Oct 31, 2008, 9:57 AM
Post #1 of 15
Hi, I know there is a better way to do the following than how I have it:
string processing efficiency
Take a line from a file, get a substring at a specific position and a specific length. This is going to be a zip code (5 or 9 digits).
Take a broken zip code (you know how Excel kills leading zeroes...), shift it $numberOfZeroesMissing to the right.
Insert $numberOfZeroesMissing amount of 0's on the left.
Replace that substring in the original line, write to file. Position, length, input, and output are ARGVs.

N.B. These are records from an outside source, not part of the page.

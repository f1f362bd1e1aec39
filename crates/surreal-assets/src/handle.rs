//! Asset handles - typed, reference-counted views of a manager entry.

use std::future::{Future, IntoFuture};
use std::hash::{Hash, Hasher};
use std::marker::PhantomData;
use std::pin::Pin;
use std::sync::{Arc, Weak};
use std::task::{Context, Poll, Waker};

use parking_lot::Mutex;
use surreal_core::alloc::Generation;

use crate::Asset;
use crate::dispatch::{Dispatcher, ImmediateDispatcher};
use crate::error::{AssetError, AssetResult};
use crate::id::AssetId;
use crate::manager::Shared;
use crate::path::VirtualPath;
use crate::state::AssetStatus;

/// A typed handle to an asset.
///
/// Handles never own the payload; every query goes through the manager, so
/// status and data are always current. Cloning a handle adds a reference to
/// the entry and dropping it releases one. Under
/// [`CachePolicy::UnloadUnused`](crate::CachePolicy::UnloadUnused) the entry is
/// unloaded when the last reference goes away.
///
/// A handle whose entry was unloaded (or replaced by a newer load of the same
/// id), or whose manager is gone, reports [`AssetStatus::Unloaded`].
///
/// # Example
///
/// ```ignore
/// let texture: Handle<Texture> = manager.load("sprites/hero.png")?;
///
/// if let Some(texture) = texture.try_data() {
///     // Use texture...
/// }
///
/// // Or wait for it.
/// let texture = texture.await?;
/// ```
pub struct Handle<T: Asset> {
    id: AssetId,
    generation: Generation,
    shared: Weak<Shared>,
    /// The manager's dispatcher, kept so callbacks stay off the caller's
    /// thread even after the manager is gone.
    dispatcher: Arc<dyn Dispatcher>,
    _marker: PhantomData<fn() -> T>,
}

impl<T: Asset> Handle<T> {
    /// Wrap a reference the manager already counted.
    pub(crate) fn new(
        id: AssetId,
        generation: Generation,
        shared: Weak<Shared>,
        dispatcher: Arc<dyn Dispatcher>,
    ) -> Self {
        debug_assert!(id.is::<T>());
        Self {
            id,
            generation,
            shared,
            dispatcher,
            _marker: PhantomData,
        }
    }

    /// Get the asset id.
    pub fn id(&self) -> &AssetId {
        &self.id
    }

    /// Get the path the asset is loaded from.
    pub fn path(&self) -> &VirtualPath {
        self.id.path()
    }

    /// Get the type name of the asset.
    pub fn type_name(&self) -> &'static str {
        T::type_name()
    }

    /// Current status of the entry.
    pub fn status(&self) -> AssetStatus {
        match self.shared.upgrade() {
            Some(shared) => shared.status(&self.id, Some(self.generation)),
            None => AssetStatus::Unloaded,
        }
    }

    pub fn is_unknown(&self) -> bool {
        self.status() == AssetStatus::Unknown
    }

    pub fn is_loading(&self) -> bool {
        self.status() == AssetStatus::Loading
    }

    pub fn is_ready(&self) -> bool {
        self.status() == AssetStatus::Ready
    }

    pub fn is_failed(&self) -> bool {
        self.status() == AssetStatus::Failed
    }

    pub fn is_cancelled(&self) -> bool {
        self.status() == AssetStatus::Cancelled
    }

    pub fn is_unloaded(&self) -> bool {
        self.status() == AssetStatus::Unloaded
    }

    /// Get the loaded data.
    ///
    /// Fails with `InvalidState` when the asset is not ready.
    pub fn data(&self) -> AssetResult<Arc<T>> {
        let payload = self
            .shared
            .upgrade()
            .and_then(|shared| shared.payload(&self.id, Some(self.generation)));

        match payload {
            Some(payload) => payload
                .into_any()
                .downcast::<T>()
                .map_err(|_| AssetError::TypeMismatch {
                    expected: T::type_name(),
                    actual: self.id.type_name(),
                }),
            None => Err(AssetError::InvalidState {
                path: self.id.path().to_string(),
                status: self.status(),
            }),
        }
    }

    /// Get the loaded data, if ready.
    pub fn try_data(&self) -> Option<Arc<T>> {
        self.data().ok()
    }

    /// The error that made the load fail, if it failed.
    pub fn error(&self) -> Option<Arc<AssetError>> {
        self.shared
            .upgrade()
            .and_then(|shared| shared.error(&self.id, Some(self.generation)))
    }

    /// How many times a payload was assigned (first load plus reloads).
    pub fn version(&self) -> u32 {
        self.shared
            .upgrade()
            .and_then(|shared| shared.version(&self.id, Some(self.generation)))
            .unwrap_or(0)
    }

    /// Number of live handles to the entry.
    pub fn ref_count(&self) -> usize {
        self.shared
            .upgrade()
            .map(|shared| shared.ref_count(&self.id, Some(self.generation)))
            .unwrap_or(0)
    }

    /// Run `callback` once the asset settles, on the dispatcher the manager
    /// was built with.
    ///
    /// Dispatched promptly if the asset has already settled or been unloaded,
    /// or if the manager itself is gone.
    pub fn on_ready(&self, callback: impl FnOnce() + Send + 'static) {
        self.on_ready_on(self.dispatcher.clone(), callback);
    }

    /// Like [`on_ready`](Self::on_ready), but runs `callback` on `dispatcher`.
    pub fn on_ready_on(
        &self,
        dispatcher: Arc<dyn Dispatcher>,
        callback: impl FnOnce() + Send + 'static,
    ) {
        match self.shared.upgrade() {
            Some(shared) => {
                shared.add_callback(&self.id, Some(self.generation), dispatcher, Box::new(callback))
            }
            None => dispatcher.dispatch(Box::new(callback)),
        }
    }

    /// A future resolving once the asset settles.
    pub fn ready(&self) -> HandleFuture<T> {
        HandleFuture::new(self.clone())
    }

    /// Release this handle's reference. Same as dropping it.
    pub fn dispose(self) {
        drop(self);
    }

    /// Unload the entry for every holder, regardless of other live handles.
    ///
    /// Returns `false` if the entry was already gone.
    pub fn force_unload(&self) -> bool {
        match self.shared.upgrade() {
            Some(shared) => shared.unload(&self.id, Some(self.generation)),
            None => false,
        }
    }
}

impl<T: Asset> Clone for Handle<T> {
    fn clone(&self) -> Self {
        if let Some(shared) = self.shared.upgrade() {
            shared.retain(&self.id, self.generation);
        }
        Self::new(
            self.id.clone(),
            self.generation,
            self.shared.clone(),
            self.dispatcher.clone(),
        )
    }
}

impl<T: Asset> Drop for Handle<T> {
    fn drop(&mut self) {
        if let Some(shared) = self.shared.upgrade() {
            shared.release(&self.id, self.generation);
        }
    }
}

impl<T: Asset> std::fmt::Debug for Handle<T> {
    fn fmt(&self, f: &mut std::fmt::Formatter<'_>) -> std::fmt::Result {
        f.debug_struct("Handle")
            .field("type", &T::type_name())
            .field("path", &self.id.path().as_str())
            .field("generation", &self.generation.get())
            .finish()
    }
}

impl<T: Asset> PartialEq for Handle<T> {
    fn eq(&self, other: &Self) -> bool {
        self.id == other.id && self.generation == other.generation
    }
}

impl<T: Asset> Eq for Handle<T> {}

impl<T: Asset> Hash for Handle<T> {
    fn hash<H: Hasher>(&self, state: &mut H) {
        self.id.hash(state);
        self.generation.hash(state);
    }
}

impl<T: Asset> IntoFuture for Handle<T> {
    type Output = AssetResult<Handle<T>>;
    type IntoFuture = HandleFuture<T>;

    fn into_future(self) -> Self::IntoFuture {
        HandleFuture::new(self)
    }
}

/// Waits for a handle's asset to settle.
///
/// Resolves to the handle when the asset is ready, and to an error when it
/// failed, was cancelled or was unloaded first. The wakeup is delivered by a
/// completion callback, so no polling loop is involved.
pub struct HandleFuture<T: Asset> {
    handle: Option<Handle<T>>,
    waker: Option<Arc<Mutex<Option<Waker>>>>,
}

impl<T: Asset> HandleFuture<T> {
    fn new(handle: Handle<T>) -> Self {
        Self {
            handle: Some(handle),
            waker: None,
        }
    }

    /// Returns `true` once awaiting would not wait.
    pub fn is_completed(&self) -> bool {
        self.handle
            .as_ref()
            .is_none_or(|handle| handle.status().is_done())
    }

    fn outcome(handle: Handle<T>, status: AssetStatus) -> AssetResult<Handle<T>> {
        let path = handle.path().to_string();
        match status {
            AssetStatus::Ready => Ok(handle),
            AssetStatus::Failed => Err(AssetError::LoadFailed {
                cause: handle.error().unwrap_or_else(|| {
                    Arc::new(AssetError::Other {
                        message: "load failed".to_string(),
                    })
                }),
                path,
            }),
            AssetStatus::Cancelled => Err(AssetError::Cancelled { path }),
            status => Err(AssetError::InvalidState { path, status }),
        }
    }
}

impl<T: Asset> Future for HandleFuture<T> {
    type Output = AssetResult<Handle<T>>;

    fn poll(mut self: Pin<&mut Self>, cx: &mut Context<'_>) -> Poll<Self::Output> {
        let this = &mut *self;
        let status = match this.handle.as_ref() {
            Some(handle) => handle.status(),
            None => {
                return Poll::Ready(Err(AssetError::Other {
                    message: "HandleFuture polled after completion".to_string(),
                }));
            }
        };

        if status.is_done()
            && let Some(handle) = this.handle.take()
        {
            return Poll::Ready(Self::outcome(handle, status));
        }

        match &this.waker {
            Some(slot) => *slot.lock() = Some(cx.waker().clone()),
            None => {
                let Some(handle) = this.handle.as_ref() else {
                    return Poll::Pending;
                };
                let slot = Arc::new(Mutex::new(Some(cx.waker().clone())));
                let wake = slot.clone();
                handle.on_ready_on(Arc::new(ImmediateDispatcher), move || {
                    if let Some(waker) = wake.lock().take() {
                        waker.wake();
                    }
                });
                this.waker = Some(slot);
            }
        }

        Poll::Pending
    }
}

impl<T: Asset> std::fmt::Debug for HandleFuture<T> {
    fn fmt(&self, f: &mut std::fmt::Formatter<'_>) -> std::fmt::Result {
        f.debug_struct("HandleFuture")
            .field("handle", &self.handle)
            .finish()
    }
}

Example: MA1526 10312008 should become MA0152610312008 (position 3, length 5, one zero missing)
Example: PR1526521 10312008 should become PR00152652110312008 (position 3, length 9, two zeroes missing)
The way I have it now I'm using split, foreach's, whiles nested in whiles, ifs, character arrays, etc. and it's over 90 lines of actual code. It just runs slow. The files I work on are 200,000+ lines, text, fixed-width fields, and sent by clients who probably make them in Excel in parts. Northeast and Puerto Rico zips start with 0 or 00.
I KNOW it's possible to cut it at least in half using regex's, but I can't figure out an efficient way. Can you help me? Thanks!